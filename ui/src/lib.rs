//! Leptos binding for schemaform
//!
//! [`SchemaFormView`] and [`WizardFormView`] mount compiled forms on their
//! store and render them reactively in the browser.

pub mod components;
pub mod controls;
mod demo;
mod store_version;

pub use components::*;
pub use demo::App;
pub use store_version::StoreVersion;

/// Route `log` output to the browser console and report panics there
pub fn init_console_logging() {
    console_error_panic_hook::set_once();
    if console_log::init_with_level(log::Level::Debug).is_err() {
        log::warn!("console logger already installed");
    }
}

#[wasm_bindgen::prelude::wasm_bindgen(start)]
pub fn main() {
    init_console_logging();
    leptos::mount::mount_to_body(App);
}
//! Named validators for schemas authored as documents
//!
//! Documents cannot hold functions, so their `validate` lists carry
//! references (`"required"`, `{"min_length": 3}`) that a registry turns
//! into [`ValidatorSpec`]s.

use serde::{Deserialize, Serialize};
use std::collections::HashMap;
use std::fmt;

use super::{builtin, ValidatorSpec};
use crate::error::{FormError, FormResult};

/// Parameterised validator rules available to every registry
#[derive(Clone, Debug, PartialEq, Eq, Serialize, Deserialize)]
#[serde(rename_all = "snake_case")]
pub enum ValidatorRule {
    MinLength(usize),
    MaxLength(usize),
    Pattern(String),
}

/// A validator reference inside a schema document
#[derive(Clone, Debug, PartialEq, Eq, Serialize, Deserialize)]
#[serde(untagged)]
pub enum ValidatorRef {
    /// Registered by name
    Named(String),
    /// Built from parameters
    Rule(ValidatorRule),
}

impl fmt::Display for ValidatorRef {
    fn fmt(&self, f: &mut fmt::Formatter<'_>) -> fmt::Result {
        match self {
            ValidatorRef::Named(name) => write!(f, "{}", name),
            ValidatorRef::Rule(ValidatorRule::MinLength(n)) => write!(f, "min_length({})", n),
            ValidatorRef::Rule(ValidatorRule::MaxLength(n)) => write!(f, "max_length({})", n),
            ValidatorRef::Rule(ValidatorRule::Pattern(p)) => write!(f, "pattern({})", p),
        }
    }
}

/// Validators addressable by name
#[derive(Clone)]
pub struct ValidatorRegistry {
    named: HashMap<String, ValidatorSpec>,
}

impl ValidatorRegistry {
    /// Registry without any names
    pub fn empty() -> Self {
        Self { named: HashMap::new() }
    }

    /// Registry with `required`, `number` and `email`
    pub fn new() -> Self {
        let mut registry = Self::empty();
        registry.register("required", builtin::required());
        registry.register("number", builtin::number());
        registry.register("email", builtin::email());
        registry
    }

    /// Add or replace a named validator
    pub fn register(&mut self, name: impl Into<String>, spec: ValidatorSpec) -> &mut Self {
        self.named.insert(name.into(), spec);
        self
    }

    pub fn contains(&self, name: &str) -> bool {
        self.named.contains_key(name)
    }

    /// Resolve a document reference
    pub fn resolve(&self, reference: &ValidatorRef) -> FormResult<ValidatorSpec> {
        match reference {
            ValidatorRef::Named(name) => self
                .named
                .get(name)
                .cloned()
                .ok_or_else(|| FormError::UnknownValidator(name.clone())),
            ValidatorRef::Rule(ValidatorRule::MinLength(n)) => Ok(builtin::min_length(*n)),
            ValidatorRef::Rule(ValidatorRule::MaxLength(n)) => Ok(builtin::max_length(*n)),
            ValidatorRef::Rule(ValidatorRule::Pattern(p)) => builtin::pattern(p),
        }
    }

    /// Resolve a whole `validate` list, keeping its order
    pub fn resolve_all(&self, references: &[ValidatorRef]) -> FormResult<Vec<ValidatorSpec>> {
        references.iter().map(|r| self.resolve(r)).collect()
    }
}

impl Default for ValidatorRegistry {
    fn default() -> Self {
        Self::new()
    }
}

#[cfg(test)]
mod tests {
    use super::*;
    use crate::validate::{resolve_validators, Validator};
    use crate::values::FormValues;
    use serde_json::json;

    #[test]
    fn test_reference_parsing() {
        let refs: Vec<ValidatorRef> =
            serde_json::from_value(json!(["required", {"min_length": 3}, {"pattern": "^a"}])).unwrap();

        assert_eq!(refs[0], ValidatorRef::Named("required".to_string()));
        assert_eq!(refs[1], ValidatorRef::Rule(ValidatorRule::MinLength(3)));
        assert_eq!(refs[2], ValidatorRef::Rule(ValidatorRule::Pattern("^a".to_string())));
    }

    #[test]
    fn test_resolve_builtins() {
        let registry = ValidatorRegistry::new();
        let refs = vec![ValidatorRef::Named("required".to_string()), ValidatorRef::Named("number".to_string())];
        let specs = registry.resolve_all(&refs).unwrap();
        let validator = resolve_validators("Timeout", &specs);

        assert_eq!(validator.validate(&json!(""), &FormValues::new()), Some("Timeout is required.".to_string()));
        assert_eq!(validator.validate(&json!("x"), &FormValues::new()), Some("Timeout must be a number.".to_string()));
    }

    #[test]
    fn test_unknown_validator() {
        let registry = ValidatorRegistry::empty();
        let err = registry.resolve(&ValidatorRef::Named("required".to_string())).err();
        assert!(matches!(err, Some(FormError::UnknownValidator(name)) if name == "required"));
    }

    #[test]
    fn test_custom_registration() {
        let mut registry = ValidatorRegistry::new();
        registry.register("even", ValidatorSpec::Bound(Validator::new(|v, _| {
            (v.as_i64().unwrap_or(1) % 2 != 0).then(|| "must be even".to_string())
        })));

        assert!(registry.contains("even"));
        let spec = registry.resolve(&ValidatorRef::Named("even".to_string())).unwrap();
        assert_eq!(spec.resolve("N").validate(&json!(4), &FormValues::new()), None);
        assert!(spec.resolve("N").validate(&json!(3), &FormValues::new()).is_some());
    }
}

::::::::

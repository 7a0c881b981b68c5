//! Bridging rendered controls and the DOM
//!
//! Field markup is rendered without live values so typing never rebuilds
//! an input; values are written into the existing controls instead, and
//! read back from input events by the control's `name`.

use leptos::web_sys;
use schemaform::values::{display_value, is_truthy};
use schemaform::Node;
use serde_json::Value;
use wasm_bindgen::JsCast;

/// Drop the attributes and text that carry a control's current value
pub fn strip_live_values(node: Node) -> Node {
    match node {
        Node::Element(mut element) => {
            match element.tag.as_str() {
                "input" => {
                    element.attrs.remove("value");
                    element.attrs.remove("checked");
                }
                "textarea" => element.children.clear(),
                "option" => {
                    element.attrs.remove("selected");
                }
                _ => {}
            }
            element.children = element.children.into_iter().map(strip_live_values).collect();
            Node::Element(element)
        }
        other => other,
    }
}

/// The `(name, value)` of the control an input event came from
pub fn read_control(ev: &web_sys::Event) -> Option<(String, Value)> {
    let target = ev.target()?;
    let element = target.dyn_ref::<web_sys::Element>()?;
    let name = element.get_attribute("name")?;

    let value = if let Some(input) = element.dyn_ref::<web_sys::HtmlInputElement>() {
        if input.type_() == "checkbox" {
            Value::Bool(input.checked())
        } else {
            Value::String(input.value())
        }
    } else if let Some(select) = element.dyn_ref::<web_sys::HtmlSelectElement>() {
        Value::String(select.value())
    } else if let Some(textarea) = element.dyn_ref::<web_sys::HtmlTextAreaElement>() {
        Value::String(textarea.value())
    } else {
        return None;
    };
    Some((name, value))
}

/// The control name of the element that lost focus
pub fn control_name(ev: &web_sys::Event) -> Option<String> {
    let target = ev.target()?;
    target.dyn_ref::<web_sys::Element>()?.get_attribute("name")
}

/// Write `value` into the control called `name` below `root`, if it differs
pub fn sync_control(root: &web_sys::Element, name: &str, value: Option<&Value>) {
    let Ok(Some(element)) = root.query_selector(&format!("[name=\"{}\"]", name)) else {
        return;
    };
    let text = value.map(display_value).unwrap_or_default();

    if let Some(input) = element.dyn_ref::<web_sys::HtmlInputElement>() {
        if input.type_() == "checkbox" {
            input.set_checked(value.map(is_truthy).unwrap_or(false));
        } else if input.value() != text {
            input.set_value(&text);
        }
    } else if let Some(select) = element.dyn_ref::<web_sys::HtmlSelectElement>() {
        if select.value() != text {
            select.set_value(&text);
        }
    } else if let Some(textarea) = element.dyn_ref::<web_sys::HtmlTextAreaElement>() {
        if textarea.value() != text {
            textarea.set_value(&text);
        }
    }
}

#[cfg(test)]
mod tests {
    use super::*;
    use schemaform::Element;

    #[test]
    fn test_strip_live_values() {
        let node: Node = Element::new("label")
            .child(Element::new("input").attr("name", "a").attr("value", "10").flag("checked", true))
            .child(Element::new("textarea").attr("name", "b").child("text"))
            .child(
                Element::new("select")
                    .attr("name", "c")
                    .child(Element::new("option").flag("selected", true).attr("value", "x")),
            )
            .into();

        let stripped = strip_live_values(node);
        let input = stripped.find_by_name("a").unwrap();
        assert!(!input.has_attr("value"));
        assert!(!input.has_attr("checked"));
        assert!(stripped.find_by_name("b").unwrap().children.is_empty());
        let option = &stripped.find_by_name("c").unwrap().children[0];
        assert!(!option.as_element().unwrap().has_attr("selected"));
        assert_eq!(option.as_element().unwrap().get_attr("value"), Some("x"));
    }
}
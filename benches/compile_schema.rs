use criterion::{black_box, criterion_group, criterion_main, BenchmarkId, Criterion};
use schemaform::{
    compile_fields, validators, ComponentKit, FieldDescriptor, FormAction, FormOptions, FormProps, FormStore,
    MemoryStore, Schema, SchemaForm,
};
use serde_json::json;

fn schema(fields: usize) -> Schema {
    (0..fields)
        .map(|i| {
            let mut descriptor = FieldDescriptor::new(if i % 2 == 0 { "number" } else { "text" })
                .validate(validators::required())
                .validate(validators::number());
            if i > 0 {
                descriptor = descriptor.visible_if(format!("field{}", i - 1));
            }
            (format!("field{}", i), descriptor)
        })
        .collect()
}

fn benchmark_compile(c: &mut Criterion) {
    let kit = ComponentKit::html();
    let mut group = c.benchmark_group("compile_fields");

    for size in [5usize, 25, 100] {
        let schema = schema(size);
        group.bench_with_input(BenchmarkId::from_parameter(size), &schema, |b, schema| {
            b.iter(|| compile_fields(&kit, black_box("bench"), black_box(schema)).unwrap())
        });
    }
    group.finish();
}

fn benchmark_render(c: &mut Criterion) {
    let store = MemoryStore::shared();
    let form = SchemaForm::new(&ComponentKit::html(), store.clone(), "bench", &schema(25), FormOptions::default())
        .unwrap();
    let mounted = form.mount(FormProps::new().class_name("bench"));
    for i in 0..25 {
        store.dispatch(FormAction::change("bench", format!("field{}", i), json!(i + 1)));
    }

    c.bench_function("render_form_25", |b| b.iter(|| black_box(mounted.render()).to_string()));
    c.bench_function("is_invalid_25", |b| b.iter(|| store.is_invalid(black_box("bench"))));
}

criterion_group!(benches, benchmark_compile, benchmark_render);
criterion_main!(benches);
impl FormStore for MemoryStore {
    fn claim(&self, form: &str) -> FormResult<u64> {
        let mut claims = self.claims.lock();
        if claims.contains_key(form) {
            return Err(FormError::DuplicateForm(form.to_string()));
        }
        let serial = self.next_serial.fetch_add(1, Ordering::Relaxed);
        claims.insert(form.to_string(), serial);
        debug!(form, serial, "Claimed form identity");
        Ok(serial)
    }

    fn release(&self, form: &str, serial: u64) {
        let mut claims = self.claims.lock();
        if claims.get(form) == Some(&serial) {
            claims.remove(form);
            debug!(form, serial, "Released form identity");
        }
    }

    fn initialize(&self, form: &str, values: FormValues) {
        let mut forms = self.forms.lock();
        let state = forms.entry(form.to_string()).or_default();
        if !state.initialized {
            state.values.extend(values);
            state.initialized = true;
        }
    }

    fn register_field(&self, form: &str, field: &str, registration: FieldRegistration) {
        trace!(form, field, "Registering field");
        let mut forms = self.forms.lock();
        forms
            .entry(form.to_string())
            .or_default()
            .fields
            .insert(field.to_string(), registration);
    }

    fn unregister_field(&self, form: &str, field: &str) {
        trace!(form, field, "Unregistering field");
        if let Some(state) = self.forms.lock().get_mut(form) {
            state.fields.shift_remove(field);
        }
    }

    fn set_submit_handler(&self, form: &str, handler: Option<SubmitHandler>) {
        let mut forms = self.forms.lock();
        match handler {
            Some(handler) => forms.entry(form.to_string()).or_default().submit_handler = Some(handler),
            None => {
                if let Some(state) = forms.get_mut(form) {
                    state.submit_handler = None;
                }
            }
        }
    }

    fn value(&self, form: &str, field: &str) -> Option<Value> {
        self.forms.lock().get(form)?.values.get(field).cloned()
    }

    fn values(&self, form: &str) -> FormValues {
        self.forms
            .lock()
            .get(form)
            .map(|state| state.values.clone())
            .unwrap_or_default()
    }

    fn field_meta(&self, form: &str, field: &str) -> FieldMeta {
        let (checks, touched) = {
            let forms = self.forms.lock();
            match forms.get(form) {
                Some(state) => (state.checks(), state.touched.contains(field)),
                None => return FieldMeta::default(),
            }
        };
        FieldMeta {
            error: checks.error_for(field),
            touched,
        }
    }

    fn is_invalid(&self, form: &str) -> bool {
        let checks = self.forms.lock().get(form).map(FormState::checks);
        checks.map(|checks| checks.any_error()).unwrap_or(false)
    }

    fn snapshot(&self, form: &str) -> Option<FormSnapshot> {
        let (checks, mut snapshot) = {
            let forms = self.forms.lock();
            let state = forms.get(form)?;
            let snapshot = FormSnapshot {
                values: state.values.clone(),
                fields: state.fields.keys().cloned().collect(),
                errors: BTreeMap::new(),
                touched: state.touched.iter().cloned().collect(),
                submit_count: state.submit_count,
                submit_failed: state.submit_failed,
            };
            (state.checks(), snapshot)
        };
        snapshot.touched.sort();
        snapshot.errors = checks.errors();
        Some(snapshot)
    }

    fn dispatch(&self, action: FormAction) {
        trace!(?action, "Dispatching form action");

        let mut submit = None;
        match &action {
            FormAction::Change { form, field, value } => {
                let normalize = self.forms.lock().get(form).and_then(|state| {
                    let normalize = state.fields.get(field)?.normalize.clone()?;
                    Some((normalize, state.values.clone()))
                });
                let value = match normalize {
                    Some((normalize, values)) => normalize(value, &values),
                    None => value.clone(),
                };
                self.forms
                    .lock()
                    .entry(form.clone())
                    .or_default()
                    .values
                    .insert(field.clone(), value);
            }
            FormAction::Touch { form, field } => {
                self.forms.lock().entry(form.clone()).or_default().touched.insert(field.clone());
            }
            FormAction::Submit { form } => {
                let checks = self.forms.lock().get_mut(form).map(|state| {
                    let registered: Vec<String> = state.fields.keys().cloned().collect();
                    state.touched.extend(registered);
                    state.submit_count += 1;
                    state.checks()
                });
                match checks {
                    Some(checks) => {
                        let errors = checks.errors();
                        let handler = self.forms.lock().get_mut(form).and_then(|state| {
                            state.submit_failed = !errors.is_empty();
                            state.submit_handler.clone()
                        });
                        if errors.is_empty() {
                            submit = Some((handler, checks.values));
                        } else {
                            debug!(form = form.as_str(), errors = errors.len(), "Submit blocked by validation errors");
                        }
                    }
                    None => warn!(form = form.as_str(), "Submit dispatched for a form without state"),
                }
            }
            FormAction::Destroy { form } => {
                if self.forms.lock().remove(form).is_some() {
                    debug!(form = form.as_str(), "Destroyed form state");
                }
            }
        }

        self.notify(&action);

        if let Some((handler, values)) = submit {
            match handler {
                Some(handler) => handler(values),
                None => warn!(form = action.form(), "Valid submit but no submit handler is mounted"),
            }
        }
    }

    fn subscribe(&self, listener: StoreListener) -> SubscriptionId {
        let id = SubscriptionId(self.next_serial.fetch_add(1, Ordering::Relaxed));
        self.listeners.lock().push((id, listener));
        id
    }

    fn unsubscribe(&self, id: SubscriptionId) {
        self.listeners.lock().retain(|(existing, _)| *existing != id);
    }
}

::::::::

#### WHAT YOU HAVE TO DO:
In the listing above, locate the line with "filename ui/src/lib.rs" and the line with "pub enum ValidatorRule", then extract exactly those lines and every line between them, and nothing more.

#### ANSWER SECTION:
filename ui/src/lib.rs
//! Leptos binding for schemaform
//!
//! [`SchemaFormView`] and [`WizardFormView`] mount compiled forms on their
//! store and render them reactively in the browser.

pub mod components;
pub mod controls;
mod demo;
mod store_version;

pub use components::*;
pub use demo::App;
pub use store_version::StoreVersion;

/// Route `log` output to the browser console and report panics there
pub fn init_console_logging() {
    console_error_panic_hook::set_once();
    if console_log::init_with_level(log::Level::Debug).is_err() {
        log::warn!("console logger already installed");
    }
}

#[wasm_bindgen::prelude::wasm_bindgen(start)]
pub fn main() {
    init_console_logging();
    leptos::mount::mount_to_body(App);
}
//! Named validators for schemas authored as documents
//!
//! Documents cannot hold functions, so their `validate` lists carry
//! references (`"required"`, `{"min_length": 3}`) that a registry turns
//! into [`ValidatorSpec`]s.

use serde::{Deserialize, Serialize};
use std::collections::HashMap;
use std::fmt;

use super::{builtin, ValidatorSpec};
use crate::error::{FormError, FormResult};

/// Parameterised validator rules available to every registry
#[derive(Clone, Debug, PartialEq, Eq, Serialize, Deserialize)]
#[serde(rename_all = "snake_case")]
pub enum ValidatorRule {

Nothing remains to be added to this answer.